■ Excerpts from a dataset
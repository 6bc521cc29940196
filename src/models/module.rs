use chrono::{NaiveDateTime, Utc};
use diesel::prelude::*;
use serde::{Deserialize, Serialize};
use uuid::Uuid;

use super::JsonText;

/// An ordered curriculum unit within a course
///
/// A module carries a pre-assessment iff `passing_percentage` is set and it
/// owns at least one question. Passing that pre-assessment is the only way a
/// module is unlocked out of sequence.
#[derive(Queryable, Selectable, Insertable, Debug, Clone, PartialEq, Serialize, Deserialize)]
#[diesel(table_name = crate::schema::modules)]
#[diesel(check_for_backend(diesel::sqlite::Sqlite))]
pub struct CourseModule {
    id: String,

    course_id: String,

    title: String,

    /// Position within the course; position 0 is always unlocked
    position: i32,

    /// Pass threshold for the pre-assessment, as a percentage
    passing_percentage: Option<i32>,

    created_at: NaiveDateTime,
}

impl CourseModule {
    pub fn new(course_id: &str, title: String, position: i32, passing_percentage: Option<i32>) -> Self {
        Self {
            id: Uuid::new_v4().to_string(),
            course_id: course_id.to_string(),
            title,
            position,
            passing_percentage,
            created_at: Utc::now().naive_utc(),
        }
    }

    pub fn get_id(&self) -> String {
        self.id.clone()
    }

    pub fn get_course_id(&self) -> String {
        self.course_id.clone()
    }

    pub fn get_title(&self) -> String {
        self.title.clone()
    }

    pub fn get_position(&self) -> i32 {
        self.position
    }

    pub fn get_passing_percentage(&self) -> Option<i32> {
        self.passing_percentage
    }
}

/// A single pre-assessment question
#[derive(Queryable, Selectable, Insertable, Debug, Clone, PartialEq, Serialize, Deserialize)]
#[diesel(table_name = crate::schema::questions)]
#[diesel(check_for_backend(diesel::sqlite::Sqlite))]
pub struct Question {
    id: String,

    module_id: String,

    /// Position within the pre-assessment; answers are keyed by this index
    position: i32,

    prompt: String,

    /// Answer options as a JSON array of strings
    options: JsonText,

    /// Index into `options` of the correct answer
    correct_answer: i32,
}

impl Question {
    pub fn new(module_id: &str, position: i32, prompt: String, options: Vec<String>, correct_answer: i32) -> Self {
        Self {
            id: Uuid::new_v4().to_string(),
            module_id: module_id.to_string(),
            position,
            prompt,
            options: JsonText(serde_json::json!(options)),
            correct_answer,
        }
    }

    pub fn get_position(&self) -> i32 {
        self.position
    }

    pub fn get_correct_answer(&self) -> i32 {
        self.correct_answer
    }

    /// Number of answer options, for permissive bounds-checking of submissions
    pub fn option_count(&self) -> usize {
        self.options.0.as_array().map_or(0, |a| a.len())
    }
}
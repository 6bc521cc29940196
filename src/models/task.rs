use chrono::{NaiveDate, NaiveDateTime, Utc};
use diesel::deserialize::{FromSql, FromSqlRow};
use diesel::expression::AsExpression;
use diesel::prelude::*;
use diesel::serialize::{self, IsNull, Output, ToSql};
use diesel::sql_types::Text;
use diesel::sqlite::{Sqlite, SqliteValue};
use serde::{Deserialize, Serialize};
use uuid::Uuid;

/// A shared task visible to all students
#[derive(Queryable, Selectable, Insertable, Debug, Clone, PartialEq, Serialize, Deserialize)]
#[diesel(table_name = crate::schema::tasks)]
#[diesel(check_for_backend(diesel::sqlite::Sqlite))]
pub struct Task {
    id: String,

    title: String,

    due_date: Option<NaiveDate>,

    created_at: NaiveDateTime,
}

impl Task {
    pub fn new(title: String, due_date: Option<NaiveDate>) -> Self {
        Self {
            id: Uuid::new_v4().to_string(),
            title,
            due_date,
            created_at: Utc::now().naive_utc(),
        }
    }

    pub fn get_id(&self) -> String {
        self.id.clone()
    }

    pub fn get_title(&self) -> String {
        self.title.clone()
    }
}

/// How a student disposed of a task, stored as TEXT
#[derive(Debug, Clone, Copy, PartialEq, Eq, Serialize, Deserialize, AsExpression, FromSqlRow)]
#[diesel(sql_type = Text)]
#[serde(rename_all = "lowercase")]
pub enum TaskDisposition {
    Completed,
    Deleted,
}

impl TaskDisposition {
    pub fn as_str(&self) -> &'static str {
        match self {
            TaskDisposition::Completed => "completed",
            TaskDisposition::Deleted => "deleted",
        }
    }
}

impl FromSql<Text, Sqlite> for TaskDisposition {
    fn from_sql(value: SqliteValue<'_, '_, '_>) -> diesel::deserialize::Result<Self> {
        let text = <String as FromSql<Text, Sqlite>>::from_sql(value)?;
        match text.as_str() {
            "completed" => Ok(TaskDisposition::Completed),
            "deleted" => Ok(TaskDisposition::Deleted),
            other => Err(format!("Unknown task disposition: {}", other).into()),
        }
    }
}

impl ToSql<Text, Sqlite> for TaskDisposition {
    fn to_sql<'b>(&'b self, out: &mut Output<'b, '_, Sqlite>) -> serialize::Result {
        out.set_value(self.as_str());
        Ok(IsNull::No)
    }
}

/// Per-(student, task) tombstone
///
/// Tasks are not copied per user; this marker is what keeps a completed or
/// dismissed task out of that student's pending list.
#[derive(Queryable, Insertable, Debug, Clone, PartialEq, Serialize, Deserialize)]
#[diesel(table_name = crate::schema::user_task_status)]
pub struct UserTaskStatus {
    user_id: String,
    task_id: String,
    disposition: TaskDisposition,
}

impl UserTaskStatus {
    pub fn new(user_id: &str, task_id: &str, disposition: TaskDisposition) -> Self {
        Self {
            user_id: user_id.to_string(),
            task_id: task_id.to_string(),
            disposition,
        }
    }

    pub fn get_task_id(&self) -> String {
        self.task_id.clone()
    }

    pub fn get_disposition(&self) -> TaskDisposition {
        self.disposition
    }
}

■ PROBLEM REQUIREMENTS
All lines of the records containing "IsNull" should be shown.

■ SOLUTION
use diesel::serialize::{self, IsNull, Output, ToSql};
        Ok(IsNull::No)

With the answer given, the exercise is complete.